* _Assignment_: Pick out every line of the entries below where "after" occurs, and copy those lines.

Dataset entries
▬▬▬▬▬▬

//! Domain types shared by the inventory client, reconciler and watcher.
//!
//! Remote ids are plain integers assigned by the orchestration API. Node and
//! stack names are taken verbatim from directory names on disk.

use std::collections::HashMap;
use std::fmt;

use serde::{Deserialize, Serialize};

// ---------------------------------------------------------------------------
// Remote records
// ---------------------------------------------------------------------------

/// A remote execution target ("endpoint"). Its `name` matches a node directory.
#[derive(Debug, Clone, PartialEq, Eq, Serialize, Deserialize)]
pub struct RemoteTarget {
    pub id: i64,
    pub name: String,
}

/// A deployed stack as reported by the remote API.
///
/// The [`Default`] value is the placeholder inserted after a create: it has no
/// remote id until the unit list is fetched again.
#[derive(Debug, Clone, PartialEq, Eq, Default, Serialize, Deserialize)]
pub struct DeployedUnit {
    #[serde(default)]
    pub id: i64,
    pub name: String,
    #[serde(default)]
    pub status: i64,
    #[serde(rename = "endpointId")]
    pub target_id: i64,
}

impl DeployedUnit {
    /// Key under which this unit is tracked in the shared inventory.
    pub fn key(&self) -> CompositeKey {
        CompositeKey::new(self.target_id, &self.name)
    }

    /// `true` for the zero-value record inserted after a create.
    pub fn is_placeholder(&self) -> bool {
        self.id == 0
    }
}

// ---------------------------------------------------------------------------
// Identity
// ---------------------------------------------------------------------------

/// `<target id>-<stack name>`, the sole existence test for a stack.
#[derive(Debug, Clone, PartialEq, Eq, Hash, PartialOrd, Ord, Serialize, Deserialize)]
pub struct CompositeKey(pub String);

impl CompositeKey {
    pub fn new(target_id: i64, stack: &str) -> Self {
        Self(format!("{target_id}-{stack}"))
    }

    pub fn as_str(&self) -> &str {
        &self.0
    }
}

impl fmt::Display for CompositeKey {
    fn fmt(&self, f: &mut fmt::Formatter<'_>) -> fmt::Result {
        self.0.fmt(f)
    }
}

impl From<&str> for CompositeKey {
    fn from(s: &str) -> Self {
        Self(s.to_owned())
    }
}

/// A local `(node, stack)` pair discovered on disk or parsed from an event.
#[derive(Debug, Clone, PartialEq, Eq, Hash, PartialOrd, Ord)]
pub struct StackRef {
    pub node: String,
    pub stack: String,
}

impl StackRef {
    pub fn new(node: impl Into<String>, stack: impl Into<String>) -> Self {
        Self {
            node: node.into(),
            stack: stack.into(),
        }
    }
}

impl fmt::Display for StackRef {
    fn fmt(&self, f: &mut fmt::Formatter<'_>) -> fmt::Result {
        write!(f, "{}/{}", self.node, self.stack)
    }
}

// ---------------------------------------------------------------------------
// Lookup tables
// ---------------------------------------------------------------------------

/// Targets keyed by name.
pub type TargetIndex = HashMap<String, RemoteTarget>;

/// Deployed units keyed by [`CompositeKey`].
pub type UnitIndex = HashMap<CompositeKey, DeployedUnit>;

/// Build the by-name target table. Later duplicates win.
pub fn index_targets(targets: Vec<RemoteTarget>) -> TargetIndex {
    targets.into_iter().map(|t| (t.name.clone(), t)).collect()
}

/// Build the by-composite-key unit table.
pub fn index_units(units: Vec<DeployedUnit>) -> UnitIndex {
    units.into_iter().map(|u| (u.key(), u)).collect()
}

▬▬▬▬▬▬

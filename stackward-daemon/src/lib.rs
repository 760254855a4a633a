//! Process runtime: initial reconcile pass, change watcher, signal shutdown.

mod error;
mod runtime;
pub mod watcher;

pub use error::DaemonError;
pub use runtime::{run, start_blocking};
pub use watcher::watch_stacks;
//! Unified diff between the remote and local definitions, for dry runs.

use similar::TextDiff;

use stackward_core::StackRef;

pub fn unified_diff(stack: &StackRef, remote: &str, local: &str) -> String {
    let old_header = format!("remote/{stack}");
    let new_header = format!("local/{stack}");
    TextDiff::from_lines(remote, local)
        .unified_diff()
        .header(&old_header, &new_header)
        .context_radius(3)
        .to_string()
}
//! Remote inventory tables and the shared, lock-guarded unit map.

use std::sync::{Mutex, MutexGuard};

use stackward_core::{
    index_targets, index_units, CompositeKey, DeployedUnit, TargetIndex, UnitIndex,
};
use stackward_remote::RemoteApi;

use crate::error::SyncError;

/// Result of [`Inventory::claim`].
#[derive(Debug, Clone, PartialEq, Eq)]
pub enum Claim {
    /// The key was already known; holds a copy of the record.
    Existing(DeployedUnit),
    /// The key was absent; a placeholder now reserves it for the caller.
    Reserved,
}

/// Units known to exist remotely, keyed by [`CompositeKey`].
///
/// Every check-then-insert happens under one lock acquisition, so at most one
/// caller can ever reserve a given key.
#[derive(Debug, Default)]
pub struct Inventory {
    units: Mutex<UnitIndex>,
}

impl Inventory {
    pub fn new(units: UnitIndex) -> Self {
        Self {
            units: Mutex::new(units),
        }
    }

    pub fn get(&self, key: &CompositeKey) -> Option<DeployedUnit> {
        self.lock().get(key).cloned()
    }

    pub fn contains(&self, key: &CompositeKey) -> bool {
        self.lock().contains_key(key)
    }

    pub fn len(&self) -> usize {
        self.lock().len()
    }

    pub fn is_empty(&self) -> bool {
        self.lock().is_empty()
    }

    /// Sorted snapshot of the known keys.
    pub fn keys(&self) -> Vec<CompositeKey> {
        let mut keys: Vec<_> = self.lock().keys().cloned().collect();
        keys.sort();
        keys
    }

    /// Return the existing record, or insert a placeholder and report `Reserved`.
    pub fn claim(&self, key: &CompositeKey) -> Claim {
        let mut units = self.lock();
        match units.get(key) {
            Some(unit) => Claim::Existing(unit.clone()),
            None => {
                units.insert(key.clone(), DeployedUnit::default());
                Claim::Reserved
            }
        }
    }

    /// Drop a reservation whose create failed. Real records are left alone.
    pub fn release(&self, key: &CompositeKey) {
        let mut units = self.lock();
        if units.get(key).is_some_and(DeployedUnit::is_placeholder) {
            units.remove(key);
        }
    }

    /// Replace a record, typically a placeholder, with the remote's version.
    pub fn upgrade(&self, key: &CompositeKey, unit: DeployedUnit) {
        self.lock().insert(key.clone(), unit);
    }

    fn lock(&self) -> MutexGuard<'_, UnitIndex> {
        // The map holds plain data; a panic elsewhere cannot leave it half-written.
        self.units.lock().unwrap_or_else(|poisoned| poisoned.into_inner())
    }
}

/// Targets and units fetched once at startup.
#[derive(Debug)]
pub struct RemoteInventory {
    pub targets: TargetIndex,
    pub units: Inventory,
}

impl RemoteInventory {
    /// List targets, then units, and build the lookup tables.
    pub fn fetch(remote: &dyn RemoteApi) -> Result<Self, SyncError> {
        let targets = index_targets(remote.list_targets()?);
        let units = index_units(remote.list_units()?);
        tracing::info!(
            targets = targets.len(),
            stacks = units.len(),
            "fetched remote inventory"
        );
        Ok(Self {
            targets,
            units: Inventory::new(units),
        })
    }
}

▬▬▬▬▬▬

* _Result below_:
/// The [`Default`] value is the placeholder inserted after a create: it has no
    /// `true` for the zero-value record inserted after a create.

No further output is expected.